Special to World Tribune.com
MIDDLE EAST NEWSLINE
Wednesday, January 21, 2004

JERUSALEM ø Israeli Prime Minister Ariel Sharon has ordered changes in the route of the security fence and barrier along and through the West Bank.

Israeli officials said Sharon plans to appoint a panel to review the route of the fence and recommend changes that would avoid legal problems in the Israeli High Court and the International Court of Justice in the Hague.

Officials said Sharon intends to maintain the fence largely along, rather in, the West Bank.

The changes were urged by Justice Minister Yosef Lapid and State Prosecutor Edna Arbel ahead of a High Court hearing on the fence on Tuesday.

Sharon's decision to revise the route of the fence has been opposed by Defense Minister Shaul Mofaz.

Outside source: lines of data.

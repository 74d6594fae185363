//! Reference FlexVolume driver that echoes its inputs.
//!
//! The echo driver performs no I/O. Every operation succeeds and reflects
//! the arguments it received back into the response, which makes it useful
//! for exercising the calling convention end to end. Its advertised
//! capabilities come from `FLEXVOL_ECHO_ATTACH` and `FLEXVOL_ECHO_DETACH`
//! (both default to `true`).

use std::ffi::OsString;
use std::sync::Arc;

use flexvol_contract::{Capabilities, FlexVolumeDriver, Options, Response};
use ortho_config::{OrthoConfig, OrthoError};
use serde::{Deserialize, Serialize};
use thiserror::Error;

/// Option key read by [`EchoDriver::attach`].
pub const DEVICE_OPTION: &str = "device";

/// Option key read by [`EchoDriver::get_volume_name`].
pub const VOLUME_NAME_OPTION: &str = "volumeName";

/// Capability switches for the echo driver.
#[derive(Debug, Clone, Default, PartialEq, Eq, Deserialize, Serialize, OrthoConfig)]
#[ortho_config(prefix = "FLEXVOL_ECHO")]
pub struct EchoConfig {
    /// Advertise the attach capability.
    pub attach: Option<bool>,
    /// Advertise the detach capability.
    pub detach: Option<bool>,
}

impl EchoConfig {
    /// Capabilities selected by this configuration.
    #[must_use]
    pub fn capabilities(&self) -> Capabilities {
        Capabilities::new(self.attach.unwrap_or(true), self.detach.unwrap_or(true))
    }
}

/// Errors raised while preparing the echo driver.
#[derive(Debug, Clone, Error)]
pub enum EchoError {
    /// The capability switches could not be read.
    #[error("failed to load echo driver configuration: {0}")]
    Config(Arc<OrthoError>),
}

/// Loads [`EchoConfig`] from the environment.
///
/// # Errors
///
/// Returns [`EchoError::Config`] when a switch is malformed.
pub fn load_config(program: impl Into<OsString>) -> Result<EchoConfig, EchoError> {
    EchoConfig::load_from_iter([program.into()]).map_err(EchoError::Config)
}

/// Driver whose operations report back what they were given.
#[derive(Debug, Clone, Copy, PartialEq, Eq)]
pub struct EchoDriver {
    capabilities: Capabilities,
}

impl EchoDriver {
    /// Creates a driver advertising `capabilities`.
    #[must_use]
    pub const fn new(capabilities: Capabilities) -> Self {
        Self { capabilities }
    }

    /// Creates a driver from loaded configuration.
    #[must_use]
    pub fn from_config(config: &EchoConfig) -> Self {
        Self::new(config.capabilities())
    }
}

impl Default for EchoDriver {
    fn default() -> Self {
        Self::new(Capabilities::all())
    }
}

impl FlexVolumeDriver for EchoDriver {
    fn init(&self) -> Response {
        Response::success()
    }

    fn capabilities(&self) -> Capabilities {
        self.capabilities
    }

    fn attach(&self, options: &Options) -> Response {
        let device = options.get(DEVICE_OPTION).map(String::as_str).unwrap_or_default();
        Response::success().with_device(device)
    }

    fn wait_for_attach(&self, device_path_hint: &str, _options: &Options) -> Response {
        Response::success().with_device(device_path_hint)
    }

    fn is_attached(&self, _options: &Options, _node: &str) -> Response {
        Response::success().with_attached(true)
    }

    fn detach(&self, _volume: &str, _node: &str) -> Response {
        Response::success()
    }

    fn mount_device(&self, _mount_dir: &str, device: &str, _options: &Options) -> Response {
        Response::success().with_device(device)
    }

    fn unmount_device(&self, _mount_dir: &str) -> Response {
        Response::success()
    }

    fn mount(&self, _target_dir: &str, source: &str, _options: &Options) -> Response {
        Response::success().with_device(source)
    }

    fn unmount(&self, _target_dir: &str) -> Response {
        Response::success()
    }

    fn get_volume_name(&self, options: &Options) -> Response {
        match options.get(VOLUME_NAME_OPTION) {
            Some(name) => Response::success().with_volume_name(name),
            None => Response::failure(format!("missing {VOLUME_NAME_OPTION} option")),
        }
    }
}
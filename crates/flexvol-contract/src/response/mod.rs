//! The JSON result envelope returned by every driver operation.
//!
//! One [`Response`] type is shared by all operations. Fields that only make
//! sense for some operations (`device`, `volumeName`, `attached`) are
//! optional and are left out of the serialised form when unset, so a reader
//! never sees `null` or an empty string in their place.


use std::fmt;

use serde::{Deserialize, Serialize};

use crate::Capabilities;

/// Outcome reported by a driver operation.
///
/// The status drives both the JSON payload and the process exit code: only
/// [`Status::Success`] exits with zero.
#[derive(Debug, Clone, Copy, PartialEq, Eq, Hash, Serialize, Deserialize)]
pub enum Status {
    /// The operation completed.
    Success,
    /// The operation failed; the message explains why.
    Failure,
    /// The driver does not implement the operation.
    #[serde(rename = "Not Supported")]
    NotSupported,
}

impl Status {
    /// Returns the wire spelling of the status.
    #[must_use]
    pub const fn as_str(self) -> &'static str {
        match self {
            Self::Success => "Success",
            Self::Failure => "Failure",
            Self::NotSupported => "Not Supported",
        }
    }

    /// Returns true for [`Status::Success`].
    #[must_use]
    pub const fn is_success(self) -> bool {
        matches!(self, Self::Success)
    }
}

impl fmt::Display for Status {
    fn fmt(&self, f: &mut fmt::Formatter<'_>) -> fmt::Result {
        f.write_str(self.as_str())
    }
}

/// Result envelope shared by every driver operation.
///
/// # Example
///
/// ```
/// use flexvol_contract::{Response, Status};
///
/// let response = Response::success().with_device("/dev/sdb1");
/// assert_eq!(response.status(), Status::Success);
/// assert_eq!(response.device(), Some("/dev/sdb1"));
/// assert_eq!(response.volume_name(), None);
/// ```
#[derive(Debug, Clone, PartialEq, Eq, Serialize, Deserialize)]
#[serde(rename_all = "camelCase")]
pub struct Response {
    status: Status,
    #[serde(default)]
    message: String,
    #[serde(default, skip_serializing_if = "Option::is_none")]
    device: Option<String>,
    #[serde(default, skip_serializing_if = "Option::is_none")]
    volume_name: Option<String>,
    #[serde(default, skip_serializing_if = "Option::is_none")]
    attached: Option<bool>,
}

impl Response {
    /// Creates a response with the given status and message.
    #[must_use]
    pub fn new(status: Status, message: impl Into<String>) -> Self {
        Self {
            status,
            message: message.into(),
            device: None,
            volume_name: None,
            attached: None,
        }
    }

    /// Creates a successful response with an empty message.
    #[must_use]
    pub fn success() -> Self {
        Self::new(Status::Success, String::new())
    }

    /// Creates a failed response.
    #[must_use]
    pub fn failure(message: impl Into<String>) -> Self {
        Self::new(Status::Failure, message)
    }

    /// Creates a response for an operation the driver does not implement.
    #[must_use]
    pub fn not_supported(message: impl Into<String>) -> Self {
        Self::new(Status::NotSupported, message)
    }

    /// Converts an error into a failed response carrying its display text.
    ///
    /// Adapter-level problems (an undecodable options blob, an envelope that
    /// cannot be serialised) are reported through this path instead of being
    /// propagated as raw errors.
    #[must_use]
    pub fn wrap_error(error: &dyn std::error::Error) -> Self {
        Self::failure(error.to_string())
    }

    /// Replaces the human-readable message.
    #[must_use]
    pub fn with_message(mut self, message: impl Into<String>) -> Self {
        self.message = message.into();
        self
    }

    /// Attaches a device path. An empty path leaves the field unset.
    #[must_use]
    pub fn with_device(mut self, device: impl Into<String>) -> Self {
        self.device = Some(device.into()).filter(|device| !device.is_empty());
        self
    }

    /// Attaches a resolved volume name. An empty name leaves the field unset.
    #[must_use]
    pub fn with_volume_name(mut self, volume_name: impl Into<String>) -> Self {
        self.volume_name = Some(volume_name.into()).filter(|name| !name.is_empty());
        self
    }

    /// Attaches the answer to an attachment-status query.
    #[must_use]
    pub const fn with_attached(mut self, attached: bool) -> Self {
        self.attached = Some(attached);
        self
    }

    /// Returns the operation status.
    #[must_use]
    pub const fn status(&self) -> Status {
        self.status
    }

    /// Returns the message, empty when the driver had nothing to say.
    #[must_use]
    pub const fn message(&self) -> &str {
        self.message.as_str()
    }

    /// Returns the device path, if the operation resolved one.
    #[must_use]
    pub fn device(&self) -> Option<&str> {
        self.device.as_deref()
    }

    /// Returns the volume name, if the operation resolved one.
    #[must_use]
    pub fn volume_name(&self) -> Option<&str> {
        self.volume_name.as_deref()
    }

    /// Returns the attachment flag, if the operation reported one.
    #[must_use]
    pub const fn attached(&self) -> Option<bool> {
        self.attached
    }
}

/// Output of the `init` command: the driver's response plus its capabilities.
///
/// The response fields are flattened into the top-level object and the
/// capabilities are nested under a `capabilities` key. An empty capability
/// set is omitted.
#[derive(Debug, Clone, PartialEq, Eq, Serialize, Deserialize)]
pub struct InitResponse {
    #[serde(flatten)]
    response: Response,
    #[serde(default, skip_serializing_if = "Capabilities::is_empty")]
    capabilities: Capabilities,
}

impl InitResponse {
    /// Combines an `init` response with the driver's capabilities.
    #[must_use]
    pub const fn new(response: Response, capabilities: Capabilities) -> Self {
        Self {
            response,
            capabilities,
        }
    }

    /// Returns the wrapped response.
    #[must_use]
    pub const fn response(&self) -> &Response {
        &self.response
    }

    /// Returns the advertised capabilities.
    #[must_use]
    pub const fn capabilities(&self) -> Capabilities {
        self.capabilities
    }
}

"We must not keep the fence along the 1967 border because this would mean that we have given up the idea of security buffer areas," Yuval Steinitz, chairman of the Knesset Foreign Affairs and Defense Committee, said. "This would be a political concession."

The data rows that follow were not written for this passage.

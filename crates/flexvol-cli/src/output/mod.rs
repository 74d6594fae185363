//! Rendering of envelopes into the process streams and exit code.
//!
//! Successful `init` output goes to stdout. Everything else, including a
//! failed `init`, goes to stderr. The exit code is zero only for
//! [`Status::Success`].


use std::io::Write;
use std::process::ExitCode;

use flexvol_contract::{InitResponse, Response, Status};
use serde::Serialize;
use tracing::error;

use crate::errors::DispatchError;

/// Process stream receiving the rendered payload.
#[derive(Debug, Clone, Copy, PartialEq, Eq)]
pub enum OutputStream {
    /// Standard output.
    Stdout,
    /// Standard error.
    Stderr,
}

/// The complete result of one invocation, ready to be written out.
///
/// Dispatch never terminates the process. The entry point writes the
/// payload with [`DispatchOutcome::write`] and returns the exit code.
#[derive(Debug, Clone, PartialEq, Eq)]
pub struct DispatchOutcome {
    stream: OutputStream,
    payload: String,
    status: Option<Status>,
    exit_code: u8,
}

impl DispatchOutcome {
    fn envelope(stream: OutputStream, payload: String, status: Status) -> Self {
        Self {
            stream,
            payload,
            status: Some(status),
            exit_code: u8::from(!status.is_success()),
        }
    }

    /// Outcome carrying a bare error line instead of a JSON envelope.
    pub(crate) fn plain_error(error: &DispatchError) -> Self {
        Self {
            stream: OutputStream::Stderr,
            payload: error.to_string(),
            status: None,
            exit_code: 1,
        }
    }

    /// Outcome produced by the argument parser itself (usage errors, help).
    pub(crate) fn usage(stream: OutputStream, payload: String, exit_code: u8) -> Self {
        Self {
            stream,
            payload,
            status: None,
            exit_code,
        }
    }

    /// Stream the payload is written to.
    #[must_use]
    pub const fn stream(&self) -> OutputStream {
        self.stream
    }

    /// Rendered payload without the trailing newline.
    #[must_use]
    pub fn payload(&self) -> &str {
        self.payload.as_str()
    }

    /// Status of the rendered envelope, if one was rendered.
    #[must_use]
    pub const fn status(&self) -> Option<Status> {
        self.status
    }

    /// Raw process exit code.
    #[must_use]
    pub const fn code(&self) -> u8 {
        self.exit_code
    }

    /// Process exit code.
    #[must_use]
    pub fn exit_code(&self) -> ExitCode {
        ExitCode::from(self.exit_code)
    }

    /// Writes the payload and a newline to the selected stream.
    ///
    /// Returns the outcome's exit code, or failure when writing fails.
    pub fn write(&self, stdout: &mut impl Write, stderr: &mut impl Write) -> ExitCode {
        let written = match self.stream {
            OutputStream::Stdout => write_line(stdout, &self.payload),
            OutputStream::Stderr => write_line(stderr, &self.payload),
        };
        match written {
            Ok(()) => self.exit_code(),
            Err(source) => {
                error!(%source, "failed to write driver output");
                ExitCode::FAILURE
            }
        }
    }
}

fn write_line(stream: &mut impl Write, payload: &str) -> std::io::Result<()> {
    writeln!(stream, "{payload}")?;
    stream.flush()
}

/// Serialises `envelope`, routing success to `success_stream`.
pub(crate) fn render_envelope<T: Serialize>(
    envelope: &T,
    status: Status,
    success_stream: OutputStream,
) -> Result<DispatchOutcome, DispatchError> {
    let payload =
        serde_json::to_string(envelope).map_err(|source| DispatchError::Serialize { source })?;
    let stream = if status.is_success() {
        success_stream
    } else {
        OutputStream::Stderr
    };
    Ok(DispatchOutcome::envelope(stream, payload, status))
}

/// Renders an operation response to stderr.
///
/// A response that cannot be serialised is reported as a bare error line.
pub(crate) fn render_response(response: &Response) -> DispatchOutcome {
    render_envelope(response, response.status(), OutputStream::Stderr)
        .unwrap_or_else(|error| DispatchOutcome::plain_error(&error))
}

/// Renders `init` output: stdout on success, stderr otherwise.
///
/// A serialisation failure is wrapped into a failure envelope first.
pub(crate) fn render_init(output: &InitResponse) -> DispatchOutcome {
    render_envelope(output, output.response().status(), OutputStream::Stdout)
        .unwrap_or_else(|error| render_response(&Response::wrap_error(&error)))
}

Officials said Sharon would convene a military committee as early as Tuesday to propose revisions of the security fence. They said Sharon has rejected appeals from several advisers and ministers to ignore the hearing by the international court.

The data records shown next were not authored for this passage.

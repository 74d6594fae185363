use serde::{Deserialize, Serialize};
use strum::{Display, EnumString};

/// Supported log file formats.
#[derive(
    Debug, Clone, Copy, Default, Deserialize, Serialize, PartialEq, Eq, EnumString, Display,
)]
#[serde(rename_all = "snake_case")]
#[strum(serialize_all = "snake_case", ascii_case_insensitive)]
pub enum LogFormat {
    /// Structured JSON, one event per line.
    #[default]
    Json,
    /// Human-readable single line output.
    Compact,
}

/// Errors encountered while parsing a [`LogFormat`] from text.
pub type LogFormatParseError = strum::ParseError;
//! Shared test doubles for dispatcher tests.

use std::cell::RefCell;

use flexvol_contract::{Capabilities, FlexVolumeDriver, Options, Response, Status};
use mockall::mock;

use crate::{DispatchOutcome, Dispatcher};

mock! {
    pub Driver {}
    impl FlexVolumeDriver for Driver {
        fn init(&self) -> Response;
        fn capabilities(&self) -> Capabilities;
        fn attach(&self, options: &Options) -> Response;
        fn wait_for_attach(&self, device_path_hint: &str, options: &Options) -> Response;
        fn is_attached(&self, options: &Options, node: &str) -> Response;
        fn detach(&self, volume: &str, node: &str) -> Response;
        fn mount_device(&self, mount_dir: &str, device: &str, options: &Options) -> Response;
        fn unmount_device(&self, mount_dir: &str) -> Response;
        fn mount(&self, target_dir: &str, source: &str, options: &Options) -> Response;
        fn unmount(&self, target_dir: &str) -> Response;
        fn get_volume_name(&self, options: &Options) -> Response;
    }
}

/// Mock driver that only answers the capability query.
pub(super) fn mock_driver(capabilities: Capabilities) -> MockDriver {
    let mut driver = MockDriver::new();
    driver
        .expect_capabilities()
        .times(1)
        .return_const(capabilities);
    driver
}

/// Runs `command_args` through a dispatcher as if invoked from a shell.
pub(super) fn run_command<D: FlexVolumeDriver + ?Sized>(
    driver: &D,
    command_args: &[&str],
) -> DispatchOutcome {
    let argv = std::iter::once("flexvolume").chain(command_args.iter().copied());
    Dispatcher::new(driver).run(argv)
}

/// Decodes the outcome payload as a response envelope.
pub(super) fn envelope(outcome: &DispatchOutcome) -> Response {
    serde_json::from_str(outcome.payload()).expect("payload should be a response envelope")
}

/// A driver invocation captured by [`RecordingDriver`].
#[derive(Debug, Clone, PartialEq, Eq)]
pub(super) struct Call {
    pub(super) operation: &'static str,
    pub(super) arguments: Vec<String>,
    pub(super) options: Option<Options>,
}

/// Hand-written driver that records calls and answers a fixed status.
pub(super) struct RecordingDriver {
    capabilities: Capabilities,
    status: Status,
    calls: RefCell<Vec<Call>>,
}

impl RecordingDriver {
    pub(super) const fn new(capabilities: Capabilities, status: Status) -> Self {
        Self {
            capabilities,
            status,
            calls: RefCell::new(Vec::new()),
        }
    }

    pub(super) fn calls(&self) -> Vec<Call> {
        self.calls.borrow().clone()
    }

    fn record(
        &self,
        operation: &'static str,
        arguments: &[&str],
        options: Option<&Options>,
    ) -> Response {
        self.calls.borrow_mut().push(Call {
            operation,
            arguments: arguments.iter().map(|argument| (*argument).to_owned()).collect(),
            options: options.cloned(),
        });
        Response::new(self.status, format!("{operation} answered {}", self.status))
    }
}

impl FlexVolumeDriver for RecordingDriver {
    fn init(&self) -> Response {
        self.record("init", &[], None)
    }

    fn capabilities(&self) -> Capabilities {
        self.capabilities
    }

    fn attach(&self, options: &Options) -> Response {
        self.record("attach", &[], Some(options))
    }

    fn wait_for_attach(&self, device_path_hint: &str, options: &Options) -> Response {
        self.record("wait_for_attach", &[device_path_hint], Some(options))
            .with_device(device_path_hint)
    }

    fn is_attached(&self, options: &Options, node: &str) -> Response {
        self.record("is_attached", &[node], Some(options))
            .with_attached(true)
    }

    fn detach(&self, volume: &str, node: &str) -> Response {
        self.record("detach", &[volume, node], None)
    }

    fn mount_device(&self, mount_dir: &str, device: &str, options: &Options) -> Response {
        self.record("mount_device", &[mount_dir, device], Some(options))
    }

    fn unmount_device(&self, mount_dir: &str) -> Response {
        self.record("unmount_device", &[mount_dir], None)
    }

    fn mount(&self, target_dir: &str, source: &str, options: &Options) -> Response {
        self.record("mount", &[target_dir, source], Some(options))
            .with_device(source)
    }

    fn unmount(&self, target_dir: &str) -> Response {
        self.record("unmount", &[target_dir], None)
    }

    fn get_volume_name(&self, options: &Options) -> Response {
        self.record("get_volume_name", &[], Some(options))
    }
}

Last year, the Sharon government approved a $1.9 billion project for a 730-kilometer security fence and barrier that would encompass at least two blocs of Israeli communities in the West Bank. One proposal submitted to Sharon was for the government to reduce the length of the fence to 500 kilometers and limit the project to along the old 1967 border with Jordan.

The first phase of the project has been completed, officials said. They said that this phase ø which runs north from Kfar Salem to near the Israeli city of Rosh HaAyin ø has remained along the 1967 border.

During a hearing of the Knesset Foreign Affairs and Defense Committee on Monday, Sharon said Jordan was leading the international campaign to prosecute Israel for the security fence. The prime minister, in a rare warning to the neighboring kingdom, said Jordan would have a lot to lose in any confrontation with Israel. Sharon did not elaborate.